Dr. Tien Jiang, instructor in Oral Health Policy and Epidemiology at the Harvard School of Dental Medicine, shares advice for dental patients in a recent interview during National Oral Health Month in June.
“June is one of the best months in Boston. The days are longer and warmer, and the beginning of summer excites us all. So, as you long for melty ice cream cones and juicy watermelon slices, there are practical ways to get your mouth in shape to enjoy a fun summer with delicious treats,” Jiang said. “Part of that involves preventative care, so you don’t end up with longer-term health concerns.”
What are the top three oral health concerns you are seeing right now?
Jiang: Tooth fractures, gum disease, and infected teeth. Firstly, tooth fractures are unpredictable. Early in the pandemic, stress presented itself in the form of clenching and griding which led to broken teeth. If you’re lucky, the fracture is small and causes no pain. If you’re unlucky, the fracture can expose your tooth nerve or bone and cause you tremendous pain or eventual tooth loss. Secondly, patients with gum disease need more frequent visits to the dentist and delays can quickly lead to bone and gum loss that cannot be easily replaced. And thirdly, teeth are becoming infected because of cavities that could have been prevented before they got to the nerve and caused an infection and pain. All three can lead to tooth loss.

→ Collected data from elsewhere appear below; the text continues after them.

// File: crates/linegraph-core/src/render.rs
// Summary: Headless rendering of a scene through Skia CPU raster surfaces (RGBA buffers and PNG).

use anyhow::{Context, Result};
use skia_safe as skia;

use crate::chart::ChartSurface;
use crate::geometry::Point;
use crate::scale::Mapping;
use crate::scene::{NodeId, NodeKind, Scene};
use crate::text::TextShaper;
use crate::types::{HEIGHT, WIDTH};

pub struct RenderOptions {
    pub width: i32,
    pub height: i32,
    /// Clear color behind the scene.
    pub background: skia::Color,
    /// Text output depends on installed fonts; tests turn it off.
    pub draw_labels: bool,
}

impl Default for RenderOptions {
    fn default() -> Self {
        Self {
            width: WIDTH,
            height: HEIGHT,
            background: skia::Color::from_argb(255, 18, 18, 20), // near-black
            draw_labels: true,
        }
    }
}

/// Rasterize the subtree at `root`. Returns `(pixels, width, height, stride)`
/// with unpremultiplied RGBA8 pixels.
pub fn render_scene_to_rgba8(scene: &Scene, root: NodeId, opts: &RenderOptions) -> Result<(Vec<u8>, u32, u32, usize)> {
    let mut surface = skia::surfaces::raster_n32_premul((opts.width, opts.height))
        .ok_or_else(|| anyhow::anyhow!("failed to create {}x{} raster surface", opts.width, opts.height))?;
    {
        let canvas = surface.canvas();
        canvas.clear(opts.background);
        let shaper = opts.draw_labels.then(TextShaper::new);
        draw_node(canvas, scene, root, shaper.as_ref());
    }

    let (w, h) = (opts.width as u32, opts.height as u32);
    let stride = w as usize * 4;
    let mut pixels = vec![0u8; stride * h as usize];
    let info = skia::ImageInfo::new(
        (opts.width, opts.height),
        skia::ColorType::RGBA8888,
        skia::AlphaType::Unpremul,
        None,
    );
    if !surface.read_pixels(&info, &mut pixels, stride, (0, 0)) {
        anyhow::bail!("reading back raster pixels failed");
    }
    Ok((pixels, w, h, stride))
}

/// Encode an RGBA8 buffer as PNG.
pub fn encode_png(rgba: Vec<u8>, width: u32, height: u32) -> Result<Vec<u8>> {
    let img = image::RgbaImage::from_raw(width, height, rgba)
        .ok_or_else(|| anyhow::anyhow!("pixel buffer does not match {width}x{height}"))?;
    let mut bytes = Vec::new();
    img.write_to(&mut std::io::Cursor::new(&mut bytes), image::ImageFormat::Png)
        .context("encode PNG failed")?;
    Ok(bytes)
}

pub fn render_scene_to_png_bytes(scene: &Scene, root: NodeId, opts: &RenderOptions) -> Result<Vec<u8>> {
    let (px, w, h, _) = render_scene_to_rgba8(scene, root, opts)?;
    encode_png(px, w, h)
}

pub fn render_scene_to_png(
    scene: &Scene,
    root: NodeId,
    opts: &RenderOptions,
    output_png_path: impl AsRef<std::path::Path>,
) -> Result<()> {
    let data = render_scene_to_png_bytes(scene, root, opts)?;
    let path = output_png_path.as_ref();
    if let Some(parent) = path.parent() {
        std::fs::create_dir_all(parent)?;
    }
    std::fs::write(path, data).with_context(|| format!("write {}", path.display()))?;
    Ok(())
}

impl<M: Mapping> ChartSurface<M> {
    /// Flush pending rebuilds, then rasterize the chart.
    pub fn render_to_rgba8(&mut self, opts: &RenderOptions) -> Result<(Vec<u8>, u32, u32, usize)> {
        self.flush();
        render_scene_to_rgba8(self.scene(), self.background(), opts)
    }

    /// Flush pending rebuilds, then encode the chart as PNG bytes.
    pub fn render_to_png_bytes(&mut self, opts: &RenderOptions) -> Result<Vec<u8>> {
        self.flush();
        render_scene_to_png_bytes(self.scene(), self.background(), opts)
    }

    /// Render the chart to a PNG at `output_png_path` using a CPU raster surface.
    pub fn render_to_png(&mut self, opts: &RenderOptions, output_png_path: impl AsRef<std::path::Path>) -> Result<()> {
        self.flush();
        render_scene_to_png(self.scene(), self.background(), opts, output_png_path)
    }
}

// ---- helpers ----------------------------------------------------------------

fn draw_node(canvas: &skia::Canvas, scene: &Scene, id: NodeId, shaper: Option<&TextShaper>) {
    let Some(kind) = scene.get(id) else { return };
    let mut origin = Point::default();
    match kind {
        NodeKind::Rectangle(r) => {
            let mut fill = skia::Paint::default();
            fill.set_anti_alias(true);
            fill.set_style(skia::paint::Style::Fill);
            fill.set_color(r.color);
            canvas.draw_rect(skia::Rect::from_xywh(r.position.x, r.position.y, r.size.width, r.size.height), &fill);
            origin = r.position;
        }
        NodeKind::Line(l) => {
            // Round caps make a zero-length segment show up as a dot.
            let mut stroke = skia::Paint::default();
            stroke.set_anti_alias(true);
            stroke.set_style(skia::paint::Style::Stroke);
            stroke.set_stroke_cap(skia::paint::Cap::Round);
            stroke.set_stroke_width(l.thickness);
            stroke.set_color(l.color);
            canvas.draw_line((l.point1.x, l.point1.y), (l.point2.x, l.point2.y), &stroke);
        }
        NodeKind::Text(t) => {
            if let Some(shaper) = shaper {
                let size = t.size();
                canvas.save();
                canvas.translate((t.position.x, t.position.y));
                canvas.rotate(t.angle, None);
                let top_left = Point::new(-t.pivot.x * size.width, -t.pivot.y * size.height);
                shaper.draw_at(canvas, &t.text, &t.font, t.color, top_left);
                canvas.restore();
            }
        }
    }

    let children = scene.draw_order(id);
    if children.is_empty() {
        return;
    }
    canvas.save();
    canvas.translate((origin.x, origin.y));
    for child in children {
        draw_node(canvas, scene, child, shaper);
    }
    canvas.restore();
}
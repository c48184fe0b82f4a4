// File: crates/linegraph-core/src/error.rs
// Summary: Error taxonomy for chart mutations (bounds, arguments, handles).

use thiserror::Error;

use crate::axis::{Axis, Bound};
use crate::series::SeriesId;

/// Errors reported by chart setters. Every failure leaves the chart unchanged.
#[derive(Debug, Clone, PartialEq, Error)]
pub enum ChartError {
    /// Setting `bound` of `axis` to `value` would break `min < max`;
    /// `limit` is the opposite bound it collided with.
    #[error("{axis} axis {bound} {value} must stay {} {limit}", .bound.relation())]
    OutOfRange {
        axis: Axis,
        bound: Bound,
        value: f64,
        limit: f64,
    },

    #[error("invalid argument: {0}")]
    InvalidArgument(String),

    #[error("series {0} is not attached to this chart")]
    NotFound(SeriesId),
}

/// Result type alias using [`ChartError`].
pub type Result<T> = std::result::Result<T, ChartError>;
// File: crates/linegraph-core/src/text.rs
// Summary: Font descriptions, the text measuring seam, and a Skia textlayout shaper.

use skia_safe as skia;
use skia::textlayout::{FontCollection, Paragraph, ParagraphBuilder, ParagraphStyle, TextStyle};

use crate::geometry::{Point, Size};

const SANS_FAMILIES: &[&str] = &["Segoe UI", "Arial", "Helvetica", "Roboto", "DejaVu Sans", "sans-serif"];
const MONO_FAMILIES: &[&str] = &["Roboto Mono", "Consolas", "Menlo", "DejaVu Sans Mono", "monospace"];

/// Font used by a text node. `family` overrides the built-in fallback list.
#[derive(Clone, Debug, PartialEq)]
pub struct FontSpec {
    pub size: f32,
    pub mono_numeric: bool,
    pub family: Option<String>,
}

impl FontSpec {
    pub fn new(size: f32) -> Self {
        Self { size, mono_numeric: false, family: None }
    }

    /// Tabular-number font, for value labels.
    pub fn numeric(size: f32) -> Self {
        Self { size, mono_numeric: true, family: None }
    }

    pub fn with_family(mut self, family: impl Into<String>) -> Self {
        self.family = Some(family.into());
        self
    }
}

impl Default for FontSpec {
    fn default() -> Self {
        Self::new(30.0)
    }
}

/// Measures the box a string occupies when drawn with a font.
pub trait TextMetrics {
    fn measure(&self, text: &str, font: &FontSpec) -> Size;
}

pub struct TextShaper {
    fonts: FontCollection,
}

impl Default for TextShaper {
    fn default() -> Self {
        Self::new()
    }
}

impl TextShaper {
    pub fn new() -> Self {
        let mut fc = FontCollection::new();
        // Use system manager fallback
        fc.set_default_font_manager(skia::FontMgr::default(), None);
        Self { fonts: fc }
    }

    fn make_style(font: &FontSpec, color: skia::Color) -> TextStyle {
        let mut ts = TextStyle::new();
        ts.set_font_size(font.size.max(1.0));
        ts.set_color(color);
        match (&font.family, font.mono_numeric) {
            (Some(family), _) => {
                ts.set_font_families(&[family.as_str()]);
            }
            (None, true) => {
                ts.set_font_families(MONO_FAMILIES);
            }
            (None, false) => {
                ts.set_font_families(SANS_FAMILIES);
            }
        }
        ts
    }

    pub fn layout(&self, text: &str, font: &FontSpec, color: skia::Color) -> Paragraph {
        let mut pstyle = ParagraphStyle::new();
        pstyle.set_text_align(skia::textlayout::TextAlign::Left);
        let mut builder = ParagraphBuilder::new(&pstyle, &self.fonts);
        let style = Self::make_style(font, color);
        builder.push_style(&style);
        builder.add_text(text);
        let mut paragraph = builder.build();
        paragraph.layout(10_000.0);
        paragraph
    }

    /// Paint `text` with its top-left corner at `origin`.
    pub fn draw_at(&self, canvas: &skia::Canvas, text: &str, font: &FontSpec, color: skia::Color, origin: Point) {
        let mut p = self.layout(text, font, color);
        p.paint(canvas, (origin.x, origin.y));
    }
}

impl TextMetrics for TextShaper {
    fn measure(&self, text: &str, font: &FontSpec) -> Size {
        let p = self.layout(text, font, skia::Color::from_argb(0, 0, 0, 0));
        // width of the longest line
        Size::new(p.longest_line(), p.height())
    }
}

Jiang: Unfortunately, the pandemic hasn’t spared us dental pain. As a daughter, teacher, and dentist, I’ve seen the pandemic affect oral health in various ways. As a daughter, I’ve seen how a delay in frequent deep cleanings has led to tooth loss for my mother. As a teacher, I’ve helped students care for people who have been so busy just surviving this unpredictable pandemic that now they need a lot of dental care that they can’t afford. As a dentist, I’ve cared for individuals in terrible tooth pain that led to sleepless nights. I’ve also helped many patients who have switched to liquid diets due to tooth or jaw pain that has caused them to lose or gain weight, affecting their health and quality of life.
How can regular dental hygiene visits help with your overall health?

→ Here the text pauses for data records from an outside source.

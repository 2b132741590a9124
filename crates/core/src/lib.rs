pub mod catalog;
pub mod export;
pub mod schedule;
pub mod scoring;

use anyhow::Context;
use async_trait::async_trait;
use std::collections::HashSet;
use std::path::Path;
use thiserror::Error;

pub use catalog::{Catalog, TimeScores};
pub use schedule::{Assignment, Binding, ConflictReport, Dimension, Schedule};
pub use types::{
    Classroom, Day, GaParams, Group, Instance, Lecturer, Period, SessionRow, SolveEnvelope,
    SolveResult, Subject, Timeslot, Weights,
};

#[derive(Debug, Error)]
pub enum ValidationError {
    #[error("invalid instance: {}", .0.join("; "))]
    Defects(Vec<String>),
}

impl ValidationError {
    pub fn new(msg: impl Into<String>) -> Self {
        ValidationError::Defects(vec![msg.into()])
    }

    /// Individual defects, in the order they were found.
    pub fn errors(&self) -> Vec<String> {
        match self {
            ValidationError::Defects(errors) => errors.clone(),
        }
    }
}

#[derive(Debug, Error)]
pub enum SolveError {
    #[error(transparent)]
    Invalid(#[from] ValidationError),
    #[error("no feasible schedule found after {attempts} initialization attempts; the instance is over-constrained")]
    Infeasible { attempts: u32 },
}

pub fn validate(inst: &Instance) -> Result<(), ValidationError> {
    let mut errors: Vec<String> = Vec::new();

    for (name, empty) in [
        ("times", inst.times.is_empty()),
        ("subjects", inst.subjects.is_empty()),
        ("groups", inst.groups.is_empty()),
        ("lectors", inst.lectors.is_empty()),
        ("classrooms", inst.classrooms.is_empty()),
    ] {
        if empty {
            errors.push(format!("{name} is empty"));
        }
    }

    fn chk_unique<I: ToString>(name: &str, ids: impl Iterator<Item = I>, errors: &mut Vec<String>) {
        let mut seen = HashSet::new();
        for id in ids {
            let s = id.to_string();
            if !seen.insert(s.clone()) {
                errors.push(format!("duplicate {name}: {s}"));
            }
        }
    }
    chk_unique("timeslot", inst.times.iter(), &mut errors);
    chk_unique("subject", inst.subjects.iter().map(|x| &x.name), &mut errors);
    chk_unique("group", inst.groups.iter().map(|x| &x.title), &mut errors);
    chk_unique("lector", inst.lectors.iter().map(|x| &x.name), &mut errors);
    chk_unique("classroom", inst.classrooms.iter().map(|x| &x.name), &mut errors);

    for t in &inst.times {
        if t.period.0 == 0 {
            errors.push(format!("timeslot {t} has period 0"));
        }
    }
    for s in &inst.subjects {
        if s.hours == 0 {
            errors.push(format!("subject {} has hours=0", s.name));
        }
    }
    for c in &inst.classrooms {
        if c.max_student_count == 0 {
            errors.push(format!("classroom {} has max_student_count=0", c.name));
        }
    }

    let subjects: HashSet<_> = inst.subjects.iter().map(|s| &s.name).collect();

    for l in &inst.lectors {
        for name in &l.can_teach {
            if !subjects.contains(name) {
                errors.push(format!(
                    "lector {} references missing subject {}",
                    l.name, name
                ));
            }
        }
    }

    for g in &inst.groups {
        if g.student_count == 0 {
            errors.push(format!("group {} has student_count=0", g.title));
        }
        let mut taken = HashSet::new();
        for name in &g.subject_names {
            if !taken.insert(name) {
                errors.push(format!("group {} lists subject {} twice", g.title, name));
            }
            if !subjects.contains(name) {
                errors.push(format!(
                    "group {} references missing subject {}",
                    g.title, name
                ));
            } else if !inst.lectors.iter().any(|l| l.can_teach.contains(name)) {
                errors.push(format!(
                    "group {} is unschedulable: no lector can teach {}",
                    g.title, name
                ));
            }
        }
        if !g.subject_names.is_empty()
            && !inst
                .classrooms
                .iter()
                .any(|c| c.max_student_count >= g.student_count)
        {
            errors.push(format!(
                "group {} is unschedulable: no classroom fits {} students",
                g.title, g.student_count
            ));
        }
    }

    if errors.is_empty() {
        Ok(())
    } else {
        Err(ValidationError::Defects(errors))
    }
}

pub fn validate_params(p: &GaParams) -> Result<(), ValidationError> {
    let mut errors: Vec<String> = Vec::new();
    if p.population_size == 0 {
        errors.push("population_size must be positive".into());
    }
    if p.tournament_size == 0 {
        errors.push("tournament_size must be positive".into());
    }
    if p.max_init_attempts == 0 {
        errors.push("max_init_attempts must be positive".into());
    }
    if p.elitism >= p.population_size && p.population_size > 0 {
        errors.push(format!(
            "elitism {} must be smaller than population_size {}",
            p.elitism, p.population_size
        ));
    }
    if !(0.0..=1.0).contains(&p.mutation_probability) {
        errors.push(format!(
            "mutation_probability {} is outside [0, 1]",
            p.mutation_probability
        ));
    }
    errors.extend(weight_defects(&p.weights));

    if errors.is_empty() {
        Ok(())
    } else {
        Err(ValidationError::Defects(errors))
    }
}

/// Rejects negative or non-finite weights, which would let the objective
/// drop below zero.
pub fn validate_weights(w: &Weights) -> Result<(), ValidationError> {
    let errors = weight_defects(w);
    if errors.is_empty() {
        Ok(())
    } else {
        Err(ValidationError::Defects(errors))
    }
}

fn weight_defects(w: &Weights) -> Vec<String> {
    let mut errors = Vec::new();
    for (name, v) in [
        ("group_windows", w.group_windows),
        ("lecturer_windows", w.lecturer_windows),
        ("time_earliness", w.time_earliness),
        ("capacity_fill", w.capacity_fill),
    ] {
        if !v.is_finite() || v < 0.0 {
            errors.push(format!("weight {name} must be finite and non-negative, got {v}"));
        }
    }
    errors
}

/// Reads a problem instance from a JSON file.
pub fn load_instance(path: impl AsRef<Path>) -> anyhow::Result<Instance> {
    let path = path.as_ref();
    let file = std::fs::File::open(path)
        .with_context(|| format!("opening instance file {}", path.display()))?;
    let inst = serde_json::from_reader(std::io::BufReader::new(file))
        .with_context(|| format!("parsing instance file {}", path.display()))?;
    Ok(inst)
}

#[async_trait]
pub trait Solver: Send + Sync + 'static {
    async fn solve(&self, env: SolveEnvelope) -> anyhow::Result<SolveResult>;
}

Jiang: For many reasons (right and wrong), dental care can drop down on the to-do list until it’s an emergency. The problem is cavities or gum disease are often silent until they cause pain and occasionally life-threatening situations. Infections can lead to bacteria traveling and harming other areas in your body besides your mouth, such as your heart, lungs, and brain. The good news is that all of this is preventable with regular dental visits. While you may feel no pain or discomfort, it's important to schedule regular dental visits. A one-hour appointment could save you lost nights of sleep, difficulty eating and speaking, and out-of-pocket costs.